WIP 70 - Establishing the timeframe for safe discharge in patients admitted for bronchiolitis treated with high flow nasal cannula
Sunday, April 27, 2025
8:30am – 10:45am HST
Publication Number: WIP 70.7378
Elise G. Hon, Cohen Children's Medical Center, Forest Hills, NY, United States; Varsha Sarma, Cohen Children's Medical Center, Bellerose, NY, United States; Luke V. Maffei, Donald and Barbara Zucker School of Medicine at Hofstra/Northwell, Great Neck, NY, United States; Joanna Fishbein, Northwell Health, Plainview, NY, United States; Ann Le, Cohen’s Children Medical Center, New Hyde Park, NY, United States
Resident Physician Cohen Children's Medical Center at Hofstra/Northwell Forest Hills, New York, United States
Background: Bronchiolitis is a lung infection involving the lower respiratory tract that can present with a wide spectrum of disease, and is the leading cause of hospitalizations in children < 2 years old.
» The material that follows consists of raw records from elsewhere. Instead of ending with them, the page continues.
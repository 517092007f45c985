//! Database access layer with connection pooling and migrations
//!
//! This module is organized by domain:
//! - `budgets` - Budget CRUD, atomic upsert, copy-from-previous-month
//! - `expenses` - Expense CRUD and filtered listing
//! - `reports` - Spend aggregation and the budget status projection

use chrono::{DateTime, NaiveDateTime, Utc};
use r2d2::{Pool, PooledConnection};
use r2d2_sqlite::SqliteConnectionManager;
use tracing::info;

use crate::error::{Error, Result};

mod budgets;
mod expense_filter;
mod expenses;
mod reports;

pub use expense_filter::{ExpenseFilter, ExpensePage, SortField, SortOrder};
pub use reports::StoreStats;

pub type DbPool = Pool<SqliteConnectionManager>;
pub type DbConn = PooledConnection<SqliteConnectionManager>;

/// Environment variable for database encryption key
pub const DB_KEY_ENV: &str = "OUTLAY_DB_KEY";

/// Derive an encryption key from a passphrase using Argon2
///
/// Uses a fixed application salt so the same passphrase always produces the
/// same key, regardless of database path. This allows moving/renaming/
/// restoring the database freely.
fn derive_key(passphrase: &str) -> Result<String> {
    use argon2::{password_hash::SaltString, Argon2, PasswordHasher};

    // Fixed application salt - changing this would invalidate all existing
    // encrypted databases
    const APP_SALT: &[u8; 16] = b"outlay-salt-v1-0";

    let salt = SaltString::encode_b64(APP_SALT)
        .map_err(|e| Error::Encryption(format!("Failed to create salt: {}", e)))?;

    let argon2 = Argon2::default();
    let hash = argon2
        .hash_password(passphrase.as_bytes(), &salt)
        .map_err(|e| Error::Encryption(format!("Failed to derive key: {}", e)))?;

    // Extract the hash portion for use as SQLCipher key (hex encoded)
    let hash_str = hash
        .hash
        .ok_or_else(|| Error::Encryption("No hash output".to_string()))?;
    Ok(hex::encode(hash_str.as_bytes()))
}

/// Parse a SQLite datetime string into a DateTime<Utc>
pub(crate) fn parse_datetime(s: &str) -> DateTime<Utc> {
    // SQLite stores as "YYYY-MM-DD HH:MM:SS" format
    NaiveDateTime::parse_from_str(s, "%Y-%m-%d %H:%M:%S")
        .map(|dt| dt.and_utc())
        .unwrap_or_else(|_| Utc::now())
}

/// Format a DateTime<Utc> the way SQLite stores it, so that
/// lexicographic BETWEEN comparisons match chronological order
pub(crate) fn format_datetime(dt: DateTime<Utc>) -> String {
    dt.naive_utc().format("%Y-%m-%d %H:%M:%S").to_string()
}

/// Database wrapper with connection pooling
#[derive(Clone)]
pub struct Database {
    pool: DbPool,
    /// Path to the database file
    db_path: String,
}

impl Database {
    /// Create a new database connection pool with encryption
    ///
    /// Requires `OUTLAY_DB_KEY` environment variable to be set.
    /// The database will be encrypted using SQLCipher with a key derived
    /// from the passphrase via Argon2.
    ///
    /// Returns an error if `OUTLAY_DB_KEY` is not set. Use
    /// `new_unencrypted()` for development/testing without encryption.
    pub fn new(path: &str) -> Result<Self> {
        let encryption_key = std::env::var(DB_KEY_ENV).ok();
        match encryption_key {
            Some(key) => Self::new_with_key(path, Some(&key)),
            None => Err(Error::Encryption(format!(
                "Database encryption required. Set {} environment variable with your passphrase, \
                or use --no-encrypt for unencrypted databases (not recommended for production).",
                DB_KEY_ENV
            ))),
        }
    }

    /// Create a new unencrypted database connection pool
    ///
    /// WARNING: This creates an unencrypted database. Only use for
    /// development or testing. For production, use `new()` with
    /// `OUTLAY_DB_KEY` set.
    pub fn new_unencrypted(path: &str) -> Result<Self> {
        Self::new_with_key(path, None)
    }

    /// Create a new database with an explicit encryption key
    pub fn new_with_key(path: &str, passphrase: Option<&str>) -> Result<Self> {
        let manager = SqliteConnectionManager::file(path);

        let pool = if let Some(pass) = passphrase {
            let key = derive_key(pass)?;
            let key_pragma = format!("PRAGMA key = 'x\"{}\"';", key);

            // Use with_init to set the key on every new connection
            let manager = manager.with_init(move |conn| {
                conn.execute_batch(&key_pragma)?;
                Ok(())
            });

            Pool::builder().max_size(10).build(manager)?
        } else {
            Pool::builder().max_size(10).build(manager)?
        };

        let db = Self {
            pool,
            db_path: path.to_string(),
        };
        db.run_migrations()?;

        Ok(db)
    }

    /// Get the path to the database file
    pub fn path(&self) -> &str {
        &self.db_path
    }

    /// Create an in-memory database (for testing)
    ///
    /// Note: Uses a temporary file rather than `:memory:` because SQLCipher
    /// has issues with in-memory databases in the connection pool.
    pub fn in_memory() -> Result<Self> {
        use std::sync::atomic::{AtomicU64, Ordering};
        static COUNTER: AtomicU64 = AtomicU64::new(0);

        let id = COUNTER.fetch_add(1, Ordering::SeqCst);
        let path = format!("/tmp/outlay_test_{}.db", id);

        // Remove any existing file
        let _ = std::fs::remove_file(&path);

        Self::new_unencrypted(&path)
    }

    /// Check if the database is encrypted
    pub fn is_encrypted(&self) -> Result<bool> {
        let conn = self.conn()?;
        // SQLCipher sets cipher_version if encryption is active
        let result: rusqlite::Result<String> =
            conn.query_row("PRAGMA cipher_version;", [], |row| row.get(0));
        Ok(result.is_ok() && std::env::var(DB_KEY_ENV).is_ok())
    }

    /// Get a connection from the pool
    pub fn conn(&self) -> Result<DbConn> {
        Ok(self.pool.get()?)
    }

    /// Run database migrations
    fn run_migrations(&self) -> Result<()> {
        let conn = self.conn()?;

        conn.execute_batch(
            r#"
            -- Enable foreign keys
            PRAGMA foreign_keys = ON;

            -- Performance pragmas for local storage (SSD/M.2 recommended)
            -- WAL mode: better concurrency, readers don't block writers
            -- Note: creates -wal and -shm sidecar files alongside the database
            PRAGMA journal_mode = WAL;

            -- Cache size: ~8MB (2000 pages * 4KB default page size)
            PRAGMA cache_size = 2000;

            -- Synchronous NORMAL: good balance of safety and performance
            PRAGMA synchronous = NORMAL;

            -- Store temp tables in memory (faster for aggregation queries)
            PRAGMA temp_store = MEMORY;

            -- Budgets (spending limits per category per calendar month)
            CREATE TABLE IF NOT EXISTS budgets (
                id INTEGER PRIMARY KEY,
                user_email TEXT NOT NULL,
                category TEXT NOT NULL,
                limit_amount REAL NOT NULL,
                month INTEGER NOT NULL,
                year INTEGER NOT NULL,
                alert_threshold REAL NOT NULL DEFAULT 80,
                notes TEXT,
                created_at DATETIME DEFAULT CURRENT_TIMESTAMP,
                updated_at DATETIME DEFAULT CURRENT_TIMESTAMP,
                UNIQUE(user_email, category, month, year)
            );

            CREATE INDEX IF NOT EXISTS idx_budgets_period ON budgets(user_email, month, year);

            -- Expenses (one row per transaction)
            CREATE TABLE IF NOT EXISTS expenses (
                id INTEGER PRIMARY KEY,
                user_email TEXT NOT NULL,
                amount REAL NOT NULL,
                category TEXT NOT NULL,
                description TEXT NOT NULL,
                date DATETIME NOT NULL,
                payment_method TEXT NOT NULL DEFAULT 'cash',
                notes TEXT,
                is_recurring BOOLEAN DEFAULT 0,
                created_at DATETIME DEFAULT CURRENT_TIMESTAMP,
                updated_at DATETIME DEFAULT CURRENT_TIMESTAMP
            );

            CREATE INDEX IF NOT EXISTS idx_expenses_user_date ON expenses(user_email, date);
            CREATE INDEX IF NOT EXISTS idx_expenses_user_category ON expenses(user_email, category);
            "#,
        )?;

        info!("Database schema initialized");
        Ok(())
    }
}

#[cfg(test)]
mod tests;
High flow nasal cannula (HFNC) has been widely embraced as a mainstay treatment of bronchiolitis on the general pediatric floors given its simplicity, tolerability, and safety. However, there is currently a lack of consistent clinical guidelines regarding the monitoring of patients once weaned off HFNC and thus the optimal monitoring period before discharge is still unclear. Objective: This study aims to determine the timeframe in which patients being treated for bronchiolitis requiring respiratory support in the form of HFNC can be safely discharged from the hospital upon being weaned to room air (RA) with minimal risk of requiring additional respiratory support. To establish this timeframe, we aim to examine the time to requiring additional respiratory support (either HFNC or low flow nasal cannula) after being weaned to RA for those patients who did not tolerate the initial wean. By better characterizing the time to requiring additional respiratory support after being weaned to RA, it can help inform the optimal period patients should be monitored in the hospital before discharged. Design/Methods: An IRB approved single center, retrospective chart review of otherwise healthy patients between the ages of 2 months and 2 years old admitted to the general pediatric wards in a tertiary children’s hospital treated for viral bronchiolitis with HFNC from 2018 to 2023 will be performed. The primary outcome is the time to requiring additional respiratory support after the patient has been weaned to RA. Secondary outcomes include length of stay, time to discharge on RA, and ED visits and readmission rates within 3 and 7 days of discharge. We plan to use logistic regression to determine significant predictors of binary outcomes and standard methods for survival analysis to assess the time to additional respiratory intervention. We aim to complete data analysis and interpretation by Jan 2025.